DATASET

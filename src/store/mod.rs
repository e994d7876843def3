//! Persistent store: files, symbols, relations, snippets, contexts, roots,
//! task queue, and the FTS index.
//!
//! Thread discipline: one designated writer thread owns a private
//! connection and applies every mutation; readers go through an r2d2 pool.
//! Readers therefore only ever observe committed state.

mod pragmas;
mod schema;
mod writer;

pub use pragmas::apply_pragmas;
pub use schema::{init_schema, SCHEMA_VERSION};
pub use writer::{BatchResult, FailedFile, WriteOp};

use crate::error::{DbError, DbResult};
use crate::extract::{self, FileDelta, FilePayload};
use crate::types::{
    FileMeta, ParseStatus, RelType, RelationRow, RootId, SymbolId, SymbolKind, SymbolRow,
};
use crossbeam_channel::{bounded, unbounded, Sender};
use r2d2::{Pool, PooledConnection};
use r2d2_sqlite::SqliteConnectionManager;
use rusqlite::{params, Connection, OptionalExtension};
use std::path::{Path, PathBuf};
use std::str::FromStr;
use std::sync::atomic::{AtomicBool, Ordering};
use std::sync::Mutex;
use std::thread::JoinHandle;

/// Seconds since the unix epoch.
#[must_use]
pub fn now_ts() -> i64 {
    std::time::SystemTime::now()
        .duration_since(std::time::UNIX_EPOCH)
        .map(|d| d.as_secs() as i64)
        .unwrap_or(0)
}

/// A tagged snippet row. `tags`/`related_files` on contexts and
/// `meta_json` here hold JSON strings; decoding is the tool layer's job.
#[derive(Debug, Clone, Default)]
pub struct SnippetRow {
    pub id: i64,
    pub tag: String,
    pub path: String,
    pub root_id: String,
    pub start_line: u32,
    pub end_line: u32,
    pub content: String,
    pub content_hash: String,
    pub anchor_before: String,
    pub anchor_after: String,
    pub note: String,
    pub commit_hash: String,
    pub created_ts: i64,
    pub updated_ts: i64,
    pub meta_json: String,
}

/// Free-form knowledge keyed by topic.
#[derive(Debug, Clone, Default)]
pub struct ContextRow {
    pub topic: String,
    pub content: String,
    /// JSON array string.
    pub tags: String,
    /// JSON array string.
    pub related_files: String,
    pub source: String,
    pub valid_from: Option<i64>,
    pub valid_until: Option<i64>,
    pub deprecated: bool,
    pub updated_ts: i64,
}

/// Per-repo aggregate for `list_files` summaries and `repo_candidates`.
#[derive(Debug, Clone)]
pub struct RepoStat {
    pub repo: String,
    pub files: i64,
    pub bytes: i64,
}

/// One row of a detailed file listing.
#[derive(Debug, Clone)]
pub struct FileListing {
    pub db_path: String,
    pub repo: String,
    pub mtime: i64,
    pub size: i64,
    pub parse_status: String,
}

/// Store handle. Cheap to share behind `Arc`.
pub struct Store {
    pool: Pool<SqliteConnectionManager>,
    tx: Sender<WriteOp>,
    writer: Mutex<Option<JoinHandle<()>>>,
    path: PathBuf,
    legacy_paths: AtomicBool,
}
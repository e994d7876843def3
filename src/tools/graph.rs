//! Relation traversal tools: callers, implementations, call graph.
//!
//! The symbol graph may be cyclic; every traversal carries a visited set
//! and honors node/edge/depth/time caps.

use super::{error_response, opt_int, parse_args, ToolContext};
use crate::error::ToolError;
use crate::pack::{enc_id, pack_header, pack_line, ToolResponse};
use crate::types::RelType;
use schemars::JsonSchema;
use serde::Deserialize;
use serde_json::{json, Value};
use std::collections::VecDeque;
use std::time::Instant;

#[derive(Debug, Deserialize, JsonSchema)]
#[serde(deny_unknown_fields)]
pub struct CallersArgs {
    /// Symbol name (or symbol id) whose callers to find.
    pub symbol: String,
    /// Maximum call sites (default: 50).
    #[serde(default, deserialize_with = "opt_int")]
    #[schemars(with = "Option<i64>")]
    pub limit: Option<i64>,
    #[serde(default)]
    pub session_id: Option<String>,
    #[serde(default)]
    pub connection_id: Option<String>,
}

pub fn execute_get_callers(ctx: &ToolContext, raw_args: &Value) -> ToolResponse {
    let args: CallersArgs = match parse_args(raw_args) {
        Ok(a) => a,
        Err(e) => return error_response(ctx, "get_callers", e),
    };
    if args.symbol.trim().is_empty() {
        return error_response(
            ctx,
            "get_callers",
            ToolError::invalid_args("symbol must not be empty"),
        );
    }
    let limit = args.limit.unwrap_or(50).clamp(1, 500) as usize;
    let relations = match ctx
        .store
        .relations_to(args.symbol.trim(), &[RelType::Calls], limit)
    {
        Ok(r) => r,
        Err(e) => return error_response(ctx, "get_callers", e.into()),
    };

    let callers: Vec<Value> = relations
        .iter()
        .map(|r| {
            json!({
                "from_symbol": &r.from_symbol,
                "from_path": &r.from_path,
                "line": r.line,
                "rel_type": r.rel_type.as_str(),
            })
        })
        .collect();
    let payload = json!({
        "symbol": args.symbol,
        "callers": callers,
        "count": relations.len(),
    });
    let mut lines = vec![pack_header(
        "get_callers",
        &[("symbol", enc_id(&args.symbol))],
        Some(relations.len()),
        None,
        None,
    )];
    for r in &relations {
        lines.push(pack_line(
            "r",
            &[
                ("from", enc_id(&r.from_symbol)),
                ("path", enc_id(&r.from_path)),
                ("line", r.line.to_string()),
            ],
        ));
    }
    ToolResponse::ok(payload, lines.join("\n"))
}

#[derive(Debug, Deserialize, JsonSchema)]
#[serde(deny_unknown_fields)]
pub struct ImplementationsArgs {
    /// Interface/base symbol name.
    pub symbol: String,
    /// Maximum implementations (default: 50).
    #[serde(default, deserialize_with = "opt_int")]
    #[schemars(with = "Option<i64>")]
    pub limit: Option<i64>,
    #[serde(default)]
    pub session_id: Option<String>,
    #[serde(default)]
    pub connection_id: Option<String>,
}

pub fn execute_get_implementations(ctx: &ToolContext, raw_args: &Value) -> ToolResponse {
    let args: ImplementationsArgs = match parse_args(raw_args) {
        Ok(a) => a,
        Err(e) => return error_response(ctx, "get_implementations", e),
    };
    let limit = args.limit.unwrap_or(50).clamp(1, 500) as usize;
    let relations = match ctx.store.relations_to(
        args.symbol.trim(),
        &[RelType::Implements, RelType::Extends],
        limit,
    ) {
        Ok(r) => r,
        Err(e) => return error_response(ctx, "get_implementations", e.into()),
    };

    let implementations: Vec<Value> = relations
        .iter()
        .map(|r| {
            json!({
                "symbol": &r.from_symbol,
                "path": &r.from_path,
                "line": r.line,
                "rel_type": r.rel_type.as_str(),
            })
        })
        .collect();
    let payload = json!({
        "symbol": args.symbol,
        "implementations": implementations,
        "count": relations.len(),
    });
    let mut lines = vec![pack_header(
        "get_implementations",
        &[("symbol", enc_id(&args.symbol))],
        Some(relations.len()),
        None,
        None,
    )];
    for r in &relations {
        lines.push(pack_line(
            "r",
            &[
                ("sym", enc_id(&r.from_symbol)),
                ("path", enc_id(&r.from_path)),
                ("line", r.line.to_string()),
                ("rel", r.rel_type.as_str().to_string()),
            ],
        ));
    }
    ToolResponse::ok(payload, lines.join("\n"))
}

#[derive(Debug, Deserialize, JsonSchema)]
#[serde(deny_unknown_fields)]
pub struct CallGraphArgs {
    /// Root symbol of the traversal.
    pub symbol: String,
    /// Traversal direction: out (callees) or in (callers).
    #[serde(default)]
    pub direction: Option<String>,
    /// Depth bound (default: 3).
    #[serde(default, deserialize_with = "opt_int")]
    #[schemars(with = "Option<i64>")]
    pub max_depth: Option<i64>,
    /// Node cap (default: 50).
    #[serde(default, deserialize_with = "opt_int")]
    #[schemars(with = "Option<i64>")]
    pub max_nodes: Option<i64>,
    /// Edge cap (default: 200).
    #[serde(default, deserialize_with = "opt_int")]
    #[schemars(with = "Option<i64>")]
    pub max_edges: Option<i64>,
    /// Wall-clock bound in milliseconds (default: 2000).
    #[serde(default, deserialize_with = "opt_int")]
    #[schemars(with = "Option<i64>")]
    pub max_time_ms: Option<i64>,
    #[serde(default)]
    pub session_id: Option<String>,
    #[serde(default)]
    pub connection_id: Option<String>,
}

pub fn execute_call_graph(ctx: &ToolContext, raw_args: &Value) -> ToolResponse {
    let args: CallGraphArgs = match parse_args(raw_args) {
        Ok(a) => a,
        Err(e) => return error_response(ctx, "call_graph", e),
    };
    let direction = args.direction.as_deref().unwrap_or("out");
    if direction != "out" && direction != "in" {
        return error_response(
            ctx,
            "call_graph",
            ToolError::invalid_args("direction must be 'out' or 'in'"),
        );
    }
    let max_depth = args.max_depth.unwrap_or(3).clamp(1, 10) as usize;
    let max_nodes = args.max_nodes.unwrap_or(50).clamp(1, 500) as usize;
    let max_edges = args.max_edges.unwrap_or(200).clamp(1, 2000) as usize;
    let max_time = std::time::Duration::from_millis(args.max_time_ms.unwrap_or(2000).clamp(10, 30_000) as u64);

    let started = Instant::now();
    let mut nodes: Vec<Value> = Vec::new();
    let mut edges: Vec<Value> = Vec::new();
    let mut visited = ahash::AHashSet::new();
    let mut queue: VecDeque<(String, usize)> = VecDeque::new();
    let mut truncated = false;

    let root = args.symbol.trim().to_string();
    visited.insert(root.clone());
    nodes.push(json!({ "symbol": root, "depth": 0 }));
    queue.push_back((root, 0));

    'bfs: while let Some((current, depth)) = queue.pop_front() {
        if depth >= max_depth {
            continue;
        }
        if started.elapsed() > max_time {
            truncated = true;
            break;
        }
        let step = if direction == "out" {
            ctx.store
                .relations_from(&current, &[RelType::Calls], max_edges)
        } else {
            ctx.store
                .relations_to(&current, &[RelType::Calls], max_edges)
        };
        let relations = match step {
            Ok(r) => r,
            Err(e) => return error_response(ctx, "call_graph", e.into()),
        };
        for rel in relations {
            if edges.len() >= max_edges {
                truncated = true;
                break 'bfs;
            }
            let (from, to) = (rel.from_symbol.clone(), rel.to_symbol.clone());
            edges.push(json!({
                "from": &from,
                "to": &to,
                "path": &rel.from_path,
                "line": rel.line,
            }));
            let next = if direction == "out" { to } else { from };
            if visited.insert(next.clone()) {
                if nodes.len() >= max_nodes {
                    truncated = true;
                    break 'bfs;
                }
                nodes.push(json!({ "symbol": next, "depth": depth + 1 }));
                queue.push_back((next, depth + 1));
            }
        }
    }

    let payload = json!({
        "root": args.symbol,
        "direction": direction,
        "nodes": nodes,
        "edges": edges,
        "truncated": truncated,
        "elapsed_ms": started.elapsed().as_millis() as u64,
    });
    let mut lines = vec![pack_header(
        "call_graph",
        &[
            ("root", enc_id(&args.symbol)),
            ("dir", direction.to_string()),
            ("nodes", nodes.len().to_string()),
            ("edges", edges.len().to_string()),
            ("truncated", truncated.to_string()),
        ],
        None,
        None,
        None,
    )];
    for edge in &edges {
        lines.push(pack_line(
            "e",
            &[
                (
                    "from",
                    enc_id(edge["from"].as_str().unwrap_or_default()),
                ),
                ("to", enc_id(edge["to"].as_str().unwrap_or_default())),
                (
                    "line",
                    edge["line"].as_u64().unwrap_or_default().to_string(),
                ),
            ],
        ));
    }
    ToolResponse::ok(payload, lines.join("\n"))
}
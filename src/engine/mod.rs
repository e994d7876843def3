//! Ranked query execution over the FTS index.
//!
//! FTS5 bm25 provides the base relevance; multiplicative boosts come from
//! the file's importance score and (optionally) recency. Ties break by
//! path lexicographic order so results are stable across runs.

use crate::error::{ToolCode, ToolError};
use crate::extract::{CjkTokenizer, Tokenizer};
use crate::store::Store;
use crate::types::RootId;
use regex::RegexBuilder;
use rusqlite::params;
use std::sync::Arc;

/// How `meta.total` was computed.
#[derive(Debug, Clone, Copy, PartialEq, Eq, Default)]
pub enum TotalMode {
    #[default]
    Exact,
    Approx,
}

impl TotalMode {
    #[must_use]
    pub fn as_str(self) -> &'static str {
        match self {
            Self::Exact => "exact",
            Self::Approx => "approx",
        }
    }
}

/// Search options. Domains: `limit` in `[1,100]`, `snippet_lines` in
/// `[1,20]`; the tool layer rejects out-of-domain values, the engine
/// clamps defensively.
#[derive(Debug, Clone)]
pub struct SearchOptions {
    pub query: String,
    pub repo: Option<String>,
    pub root_ids: Vec<RootId>,
    pub limit: usize,
    pub offset: usize,
    pub path_pattern: Option<String>,
    pub file_types: Vec<String>,
    pub exclude_patterns: Vec<String>,
    pub use_regex: bool,
    pub case_sensitive: bool,
    pub recency_boost: bool,
    pub total_mode: TotalMode,
    pub snippet_lines: usize,
}

impl Default for SearchOptions {
    fn default() -> Self {
        Self {
            query: String::new(),
            repo: None,
            root_ids: Vec::new(),
            limit: 20,
            offset: 0,
            path_pattern: None,
            file_types: Vec::new(),
            exclude_patterns: Vec::new(),
            use_regex: false,
            case_sensitive: false,
            recency_boost: false,
            total_mode: TotalMode::Exact,
            snippet_lines: 3,
        }
    }
}

/// One ranked hit.
#[derive(Debug, Clone)]
pub struct SearchHit {
    pub repo: String,
    pub path: String,
    pub score: f64,
    /// Lines prefixed `L<line>: ` so consumers can recover line numbers.
    pub snippet: String,
    pub mtime: i64,
    pub size: i64,
    pub file_type: String,
    pub hit_reason: String,
    pub match_count: usize,
}

/// Result metadata.
#[derive(Debug, Clone)]
pub struct SearchMeta {
    pub total: usize,
    pub total_mode: TotalMode,
    pub engine: &'static str,
}

/// A repo candidate: files-matching count as the score.
#[derive(Debug, Clone)]
pub struct RepoCandidate {
    pub repo: String,
    pub score: i64,
    pub reason: String,
}

/// Overfetch cap for exact totals and post-filtering headroom.
const CANDIDATE_CAP: usize = 1000;
/// File cap for the regex scan path.
const REGEX_SCAN_CAP: usize = 2000;

struct Candidate {
    db_path: String,
    repo: String,
    rel_path: String,
    mtime: i64,
    size: i64,
    importance: f64,
    relevance: f64,
}

/// Query engine over one store.
pub struct Engine {
    store: Arc<Store>,
    tokenizer: Arc<dyn Tokenizer>,
}
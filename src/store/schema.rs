//! Database schema definitions.

use crate::error::DbResult;
use rusqlite::Connection;

/// Current schema version for migrations.
pub const SCHEMA_VERSION: u32 = 3;

/// Initializes the database schema.
///
/// Handles schema versioning - if an older schema version exists,
/// drops all tables and recreates them with the new schema. The index is
/// a cache; dropping it only costs a re-scan.
///
/// # Errors
///
/// Returns `DbError::Sqlite` if schema creation fails.
pub fn init_schema(conn: &Connection) -> DbResult<()> {
    let existing_version: Option<u32> = conn
        .query_row(
            "SELECT CAST(value AS INTEGER) FROM schema_info WHERE key = 'version'",
            [],
            |row| row.get(0),
        )
        .ok();

    match existing_version {
        Some(v) if v >= SCHEMA_VERSION => return Ok(()),
        Some(_) => {
            conn.execute_batch(
                r"
                DROP TABLE IF EXISTS files;
                DROP TABLE IF EXISTS files_fts;
                DROP TABLE IF EXISTS symbols;
                DROP TABLE IF EXISTS symbol_relations;
                DROP TABLE IF EXISTS snippets;
                DROP TABLE IF EXISTS snippet_versions;
                DROP TABLE IF EXISTS contexts;
                DROP TABLE IF EXISTS roots;
                DROP TABLE IF EXISTS tasks;
                DROP TABLE IF EXISTS schema_info;
                ",
            )?;
        }
        None => {}
    }

    conn.execute_batch(
        r#"
        -- Registered workspace roots
        CREATE TABLE IF NOT EXISTS roots (
            root_id TEXT PRIMARY KEY,
            path TEXT NOT NULL UNIQUE,
            label TEXT NOT NULL DEFAULT ''
        );

        -- One row per scanned file, keyed by db-path <root_id>/<rel>.
        -- content may be zlib-compressed (ZLIB\0 prefix).
        -- deleted_ts is the soft-delete mark; hard purge happens after a
        -- grace period.
        CREATE TABLE IF NOT EXISTS files (
            db_path TEXT PRIMARY KEY,
            root_id TEXT NOT NULL,
            repo TEXT NOT NULL,
            rel_path TEXT NOT NULL DEFAULT '',
            mtime INTEGER NOT NULL DEFAULT 0,
            size INTEGER NOT NULL DEFAULT 0,
            content_hash TEXT NOT NULL DEFAULT '',
            content BLOB,
            metadata TEXT NOT NULL DEFAULT '{}',
            parse_status TEXT NOT NULL DEFAULT 'skipped',
            parse_reason TEXT NOT NULL DEFAULT 'none',
            ast_status TEXT NOT NULL DEFAULT 'skipped',
            ast_reason TEXT NOT NULL DEFAULT 'none',
            is_binary INTEGER NOT NULL DEFAULT 0,
            is_minified INTEGER NOT NULL DEFAULT 0,
            importance REAL NOT NULL DEFAULT 1.0,
            scan_ts INTEGER NOT NULL DEFAULT 0,
            deleted_ts INTEGER
        );

        CREATE INDEX IF NOT EXISTS idx_files_root ON files(root_id);
        CREATE INDEX IF NOT EXISTS idx_files_repo ON files(repo);
        CREATE INDEX IF NOT EXISTS idx_files_scan ON files(scan_ts);

        -- FTS5 over the normalized body text. db_path/repo ride along
        -- unindexed so hits resolve without a join.
        CREATE VIRTUAL TABLE IF NOT EXISTS files_fts USING fts5(
            db_path UNINDEXED,
            repo UNINDEXED,
            body,
            tokenize='unicode61'
        );

        -- (path, kind, qualname) uniquely determines symbol_id.
        CREATE TABLE IF NOT EXISTS symbols (
            symbol_id TEXT NOT NULL,
            path TEXT NOT NULL,
            root_id TEXT NOT NULL,
            name TEXT NOT NULL,
            qualname TEXT NOT NULL,
            kind TEXT NOT NULL,
            line INTEGER NOT NULL,
            end_line INTEGER NOT NULL,
            content TEXT NOT NULL DEFAULT '',
            parent TEXT,
            meta_json TEXT NOT NULL DEFAULT '{}',
            doc_comment TEXT NOT NULL DEFAULT '',
            importance REAL NOT NULL DEFAULT 1.0,
            PRIMARY KEY (path, kind, qualname)
        );

        CREATE INDEX IF NOT EXISTS idx_symbols_name ON symbols(name);
        CREATE INDEX IF NOT EXISTS idx_symbols_sid ON symbols(symbol_id);

        -- Directed symbol edges; either endpoint may be name-only when the
        -- id could not be resolved at extraction time.
        CREATE TABLE IF NOT EXISTS symbol_relations (
            from_symbol_id TEXT,
            from_symbol TEXT NOT NULL,
            from_path TEXT NOT NULL,
            to_symbol_id TEXT,
            to_symbol TEXT NOT NULL,
            to_path TEXT,
            rel_type TEXT NOT NULL,
            line INTEGER NOT NULL
        );

        CREATE INDEX IF NOT EXISTS idx_rel_to ON symbol_relations(to_symbol);
        CREATE INDEX IF NOT EXISTS idx_rel_from ON symbol_relations(from_symbol);
        CREATE INDEX IF NOT EXISTS idx_rel_from_path ON symbol_relations(from_path);

        -- Tagged user saves with content anchors for re-mapping.
        CREATE TABLE IF NOT EXISTS snippets (
            id INTEGER PRIMARY KEY AUTOINCREMENT,
            tag TEXT NOT NULL,
            path TEXT NOT NULL,
            root_id TEXT NOT NULL DEFAULT '',
            start_line INTEGER NOT NULL,
            end_line INTEGER NOT NULL,
            content TEXT NOT NULL,
            content_hash TEXT NOT NULL DEFAULT '',
            anchor_before TEXT NOT NULL DEFAULT '',
            anchor_after TEXT NOT NULL DEFAULT '',
            note TEXT NOT NULL DEFAULT '',
            commit_hash TEXT NOT NULL DEFAULT '',
            created_ts INTEGER NOT NULL,
            updated_ts INTEGER NOT NULL,
            meta_json TEXT NOT NULL DEFAULT '{}'
        );

        CREATE INDEX IF NOT EXISTS idx_snippets_tag ON snippets(tag);

        -- Append-only version history per snippet.
        CREATE TABLE IF NOT EXISTS snippet_versions (
            id INTEGER PRIMARY KEY AUTOINCREMENT,
            snippet_id INTEGER NOT NULL,
            content TEXT NOT NULL,
            content_hash TEXT NOT NULL DEFAULT '',
            created_ts INTEGER NOT NULL
        );

        -- Free-form domain knowledge keyed by topic.
        CREATE TABLE IF NOT EXISTS contexts (
            topic TEXT PRIMARY KEY,
            content TEXT NOT NULL,
            tags TEXT NOT NULL DEFAULT '[]',
            related_files TEXT NOT NULL DEFAULT '[]',
            source TEXT NOT NULL DEFAULT '',
            valid_from INTEGER,
            valid_until INTEGER,
            deprecated INTEGER NOT NULL DEFAULT 0,
            updated_ts INTEGER NOT NULL
        );

        -- Durable work items for background retries of failed writes.
        CREATE TABLE IF NOT EXISTS tasks (
            id INTEGER PRIMARY KEY AUTOINCREMENT,
            kind TEXT NOT NULL,
            payload TEXT NOT NULL DEFAULT '{}',
            attempts INTEGER NOT NULL DEFAULT 0,
            state TEXT NOT NULL DEFAULT 'pending',
            priority INTEGER NOT NULL DEFAULT 0,
            last_error TEXT NOT NULL DEFAULT '',
            next_run_ts INTEGER NOT NULL DEFAULT 0
        );

        CREATE TABLE IF NOT EXISTS schema_info (
            key TEXT PRIMARY KEY,
            value TEXT NOT NULL
        ) WITHOUT ROWID;

        INSERT OR REPLACE INTO schema_info (key, value)
        VALUES ('version', '3');
        "#,
    )?;

    Ok(())
}

/// Reports whether `table` exists with at least the given columns.
///
/// Tools gate on schema presence through this instead of crashing into
/// "no such column" mid-query.
#[must_use]
pub fn has_table_columns(conn: &Connection, table: &str, cols: &[&str]) -> bool {
    if !table.chars().all(|c| c.is_ascii_alphanumeric() || c == '_') {
        return false;
    }
    let Ok(mut stmt) = conn.prepare(&format!("PRAGMA table_info({table})")) else {
        return false;
    };
    let Ok(rows) = stmt.query_map([], |row| row.get::<_, String>(1)) else {
        return false;
    };
    let present: Vec<String> = rows.filter_map(Result::ok).collect();
    if present.is_empty() {
        return false;
    }
    cols.iter().all(|c| present.iter().any(|p| p == c))
}

#[cfg(test)]
mod tests {
    use super::*;
    use crate::store::pragmas::apply_pragmas;

    #[test]
    fn test_schema_creation() {
        let conn = Connection::open_in_memory().unwrap();
        apply_pragmas(&conn).unwrap();
        init_schema(&conn).unwrap();

        let tables: Vec<String> = conn
            .prepare("SELECT name FROM sqlite_master WHERE type='table'")
            .unwrap()
            .query_map([], |row| row.get(0))
            .unwrap()
            .filter_map(Result::ok)
            .collect();

        for expected in [
            "roots",
            "files",
            "symbols",
            "symbol_relations",
            "snippets",
            "snippet_versions",
            "contexts",
            "tasks",
        ] {
            assert!(tables.contains(&expected.to_string()), "missing {expected}");
        }
    }

    #[test]
    fn test_has_table_columns() {
        let conn = Connection::open_in_memory().unwrap();
        init_schema(&conn).unwrap();
        assert!(has_table_columns(&conn, "files", &["db_path", "deleted_ts"]));
        assert!(!has_table_columns(&conn, "files", &["no_such_col"]));
        assert!(!has_table_columns(&conn, "no_such_table", &["x"]));
        assert!(!has_table_columns(&conn, "files; DROP TABLE files", &["x"]));
    }

    #[test]
    fn test_old_schema_is_recreated() {
        let conn = Connection::open_in_memory().unwrap();
        conn.execute_batch(
            "CREATE TABLE schema_info (key TEXT PRIMARY KEY, value TEXT NOT NULL) WITHOUT ROWID;
             INSERT INTO schema_info VALUES ('version', '1');
             CREATE TABLE files (old_col TEXT);",
        )
        .unwrap();
        init_schema(&conn).unwrap();
        assert!(has_table_columns(&conn, "files", &["db_path"]));
        let version: u32 = conn
            .query_row(
                "SELECT CAST(value AS INTEGER) FROM schema_info WHERE key='version'",
                [],
                |r| r.get(0),
            )
            .unwrap();
        assert_eq!(version, SCHEMA_VERSION);
    }
}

EXERCISE GOAL
In the material above, please find every line that includes the word "writer" and copy it.

SOLUTION
//! Thread discipline: one designated writer thread owns a private
mod writer;
pub use writer::{BatchResult, FailedFile, WriteOp};
    writer: Mutex<Option<JoinHandle<()>>>,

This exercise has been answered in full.